I spoke of the new upturn in our club’s history under Keegan, coming so close to winning the Premier League; witnessing some of the best football every seen at the club; the short downturn under Gullit, a downturn that, nevertheless, included a return to Wembley for a successive FA Cup Final appearance; before Bobby Robson came to steady the ship and continue an unbelievable spell of amazing football, including many a famous European night. I then went onto, briefly, describe the next period of this riding of the football waves, no longer on the crest, but heading for a crash.
The whole point of what I described on that 2020 December night was that we’d experienced great times getting promoted under Ashley, but we should never have been in those positions. I said that it felt like something was on the horizon. We were in that sense of little hope again, but that Ashley wouldn’t be around forever. There was some hope that the takeover may succeed, but we didn’t know what was going on behind the scenes. I stated that I was confident that there’d be an upturn once again. When? I couldn’t say! Sooner rather than later hopefully. My little speech left people feeling positive, which was shown in the immediate comments and George Caulkin stated,
“That’s a great speech, Davy. I don’t know what you’re running for, but you’ve got my vote!”
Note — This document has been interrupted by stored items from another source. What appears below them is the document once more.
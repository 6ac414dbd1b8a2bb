//! Chord Matcher
//!
//! Recognizes unordered sets of simultaneously held symbols. Each registered
//! chord carries independent pressed/held/released callback slots and an
//! active flag; the matcher evaluates subset relationships against the live
//! held-set on every input transition.
//!
//! The subset test is the sole membership predicate: extra unrelated held
//! keys never prevent a chord from being considered engaged, and overlapping
//! chords are tracked as fully independent entries.

use std::collections::HashSet;
use std::fmt;

use tracing::{debug, trace};

use crate::error::{RegisterError, Result};
use crate::Symbol;

/// Callback invoked on a chord transition.
pub type ChordAction = Box<dyn FnMut() + 'static>;

/// One registered chord: its symbol set, callback slots, and engagement flag.
struct ChordEntry<S> {
    chord: HashSet<S>,
    pressed: Option<ChordAction>,
    held: Option<ChordAction>,
    released: Option<ChordAction>,
    active: bool,
}

impl<S> ChordEntry<S> {
    fn new(chord: HashSet<S>) -> Self {
        Self {
            chord,
            pressed: None,
            held: None,
            released: None,
            active: false,
        }
    }
}

/// Matcher for simultaneous-hold chords.
///
/// Entry identity is set equality: registrations whose symbol lists differ
/// only by order or duplicates coalesce into one entry, and re-registering a
/// callback kind replaces only that slot.
pub struct ChordMatcher<S: Symbol> {
    entries: Vec<ChordEntry<S>>,
}

impl<S: Symbol> ChordMatcher<S> {
    /// Create a matcher with no registered chords.
    pub fn new() -> Self {
        Self {
            entries: Vec::new(),
        }
    }

    /// Register a callback for the moment all of `symbols` become held.
    ///
    /// # Errors
    ///
    /// Returns [`RegisterError::EmptyChord`] if `symbols` yields no symbols.
    pub fn register_pressed<I>(&mut self, symbols: I, action: impl FnMut() + 'static) -> Result<()>
    where
        I: IntoIterator<Item = S>,
    {
        let index = self.entry_index(symbols)?;
        self.entries[index].pressed = Some(Box::new(action));
        Ok(())
    }

    /// Register a callback for repeat notifications while the chord is held.
    ///
    /// # Errors
    ///
    /// Returns [`RegisterError::EmptyChord`] if `symbols` yields no symbols.
    pub fn register_held<I>(&mut self, symbols: I, action: impl FnMut() + 'static) -> Result<()>
    where
        I: IntoIterator<Item = S>,
    {
        let index = self.entry_index(symbols)?;
        self.entries[index].held = Some(Box::new(action));
        Ok(())
    }

    /// Register a callback for the moment an engaged chord loses a symbol.
    ///
    /// # Errors
    ///
    /// Returns [`RegisterError::EmptyChord`] if `symbols` yields no symbols.
    pub fn register_released<I>(&mut self, symbols: I, action: impl FnMut() + 'static) -> Result<()>
    where
        I: IntoIterator<Item = S>,
    {
        let index = self.entry_index(symbols)?;
        self.entries[index].released = Some(Box::new(action));
        Ok(())
    }

    /// Find or create the entry whose chord set equals `symbols`.
    fn entry_index<I>(&mut self, symbols: I) -> Result<usize>
    where
        I: IntoIterator<Item = S>,
    {
        let chord: HashSet<S> = symbols.into_iter().collect();
        if chord.is_empty() {
            return Err(RegisterError::EmptyChord);
        }

        match self.entries.iter().position(|entry| entry.chord == chord) {
            Some(index) => Ok(index),
            None => {
                self.entries.push(ChordEntry::new(chord));
                Ok(self.entries.len() - 1)
            }
        }
    }

    /// Press transition: `held` already contains the newly pressed symbol.
    ///
    /// Every inactive entry whose chord is a subset of `held` fires its
    /// pressed callback (if any) and becomes active. Already-active entries
    /// are skipped entirely, so pressed never re-fires while engaged.
    ///
    /// Returns the number of entries that became active.
    pub fn on_press(&mut self, held: &HashSet<S>) -> usize {
        let mut engaged = 0;
        for entry in &mut self.entries {
            if entry.active || !entry.chord.is_subset(held) {
                continue;
            }
            debug!(chord = ?entry.chord, "chord engaged");
            if let Some(callback) = entry.pressed.as_mut() {
                callback();
            }
            entry.active = true;
            engaged += 1;
        }
        engaged
    }

    /// Repeat transition for a symbol that was already down.
    ///
    /// Every active entry whose chord is still a subset of `held` fires its
    /// held callback (if any). Activation state never changes here.
    ///
    /// Returns the number of held callbacks fired.
    pub fn on_hold(&mut self, held: &HashSet<S>) -> usize {
        let mut fired = 0;
        for entry in &mut self.entries {
            if !entry.active || !entry.chord.is_subset(held) {
                continue;
            }
            if let Some(callback) = entry.held.as_mut() {
                trace!(chord = ?entry.chord, "chord held");
                callback();
                fired += 1;
            }
        }
        fired
    }

    /// Release transition: `held` already excludes the lifted symbol.
    ///
    /// Every active entry whose chord is no longer a subset of `held` fires
    /// its released callback (if any) and becomes inactive. Active entries
    /// whose chord remains fully held are untouched.
    ///
    /// Returns the number of entries that disengaged.
    pub fn on_release(&mut self, held: &HashSet<S>) -> usize {
        let mut disengaged = 0;
        for entry in &mut self.entries {
            if !entry.active || entry.chord.is_subset(held) {
                continue;
            }
            debug!(chord = ?entry.chord, "chord disengaged");
            if let Some(callback) = entry.released.as_mut() {
                callback();
            }
            entry.active = false;
            disengaged += 1;
        }
        disengaged
    }

    /// Clear all engagement flags without firing released callbacks.
    pub fn reset(&mut self) {
        for entry in &mut self.entries {
            entry.active = false;
        }
    }

    /// Number of registered chord entries (after coalescing).
    pub fn entry_count(&self) -> usize {
        self.entries.len()
    }

    /// Number of currently engaged chords.
    pub fn active_count(&self) -> usize {
        self.entries.iter().filter(|entry| entry.active).count()
    }
}

impl<S: Symbol> Default for ChordMatcher<S> {
    fn default() -> Self {
        Self::new()
    }
}

impl<S: Symbol> fmt::Debug for ChordMatcher<S> {
    fn fmt(&self, f: &mut fmt::Formatter<'_>) -> fmt::Result {
        f.debug_struct("ChordMatcher")
            .field("entries", &self.entries.len())
            .field("active", &self.active_count())
            .finish()
    }
}


#[cfg(test)]
mod proptests {
    use super::*;
    use proptest::prelude::*;
    use std::cell::Cell;
    use std::rc::Rc;

    /// Random press/release walk over a small alphabet. After every release
    /// pass, engagement must agree exactly with the subset predicate.
    #[derive(Debug, Clone)]
    enum Op {
        Press(u8),
        Release(u8),
    }

    fn op_strategy() -> impl Strategy<Value = Op> {
        prop_oneof![
            (0u8..4).prop_map(Op::Press),
            (0u8..4).prop_map(Op::Release),
        ]
    }

    proptest! {
        #[test]
        fn engagement_tracks_the_subset_predicate(
            ops in prop::collection::vec(op_strategy(), 0..200),
        ) {
            let pressed = Rc::new(Cell::new(0i32));
            let released = Rc::new(Cell::new(0i32));
            let p = Rc::clone(&pressed);
            let r = Rc::clone(&released);

            let mut matcher = ChordMatcher::new();
            matcher.register_pressed(vec![0u8, 1], move || p.set(p.get() + 1)).unwrap();
            matcher.register_released(vec![0u8, 1], move || r.set(r.get() + 1)).unwrap();

            let chord: HashSet<u8> = [0u8, 1].into_iter().collect();
            let mut held: HashSet<u8> = HashSet::new();

            for op in ops {
                match op {
                    Op::Press(symbol) => {
                        if held.insert(symbol) {
                            matcher.on_press(&held);
                        } else {
                            matcher.on_hold(&held);
                        }
                    }
                    Op::Release(symbol) => {
                        if held.remove(&symbol) {
                            matcher.on_release(&held);
                        }
                    }
                }

                let balance = pressed.get() - released.get();
                prop_assert!(balance == 0 || balance == 1);
                prop_assert_eq!(balance == 1, chord.is_subset(&held));
                prop_assert_eq!(matcher.active_count() == 1, chord.is_subset(&held));
            }
        }
    }
}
I found out later that Amanda Staveley and Mehrdad Ghodoussi had been present for the premiere and the thought that the positive feelings from the movie and my little speech at the end could have had a small impact on their resolve to continue with the takeover, gives me goosebumps. We’ve been through so many ups and downs over the years I’ve mentioned, especially in the last few.
It all makes any future success that much sweeter. We are now at the beginning of a new wave and it’s promising to be a huge tsunami wave that will continue for a very long time. I’m so pleased to be around to witness it.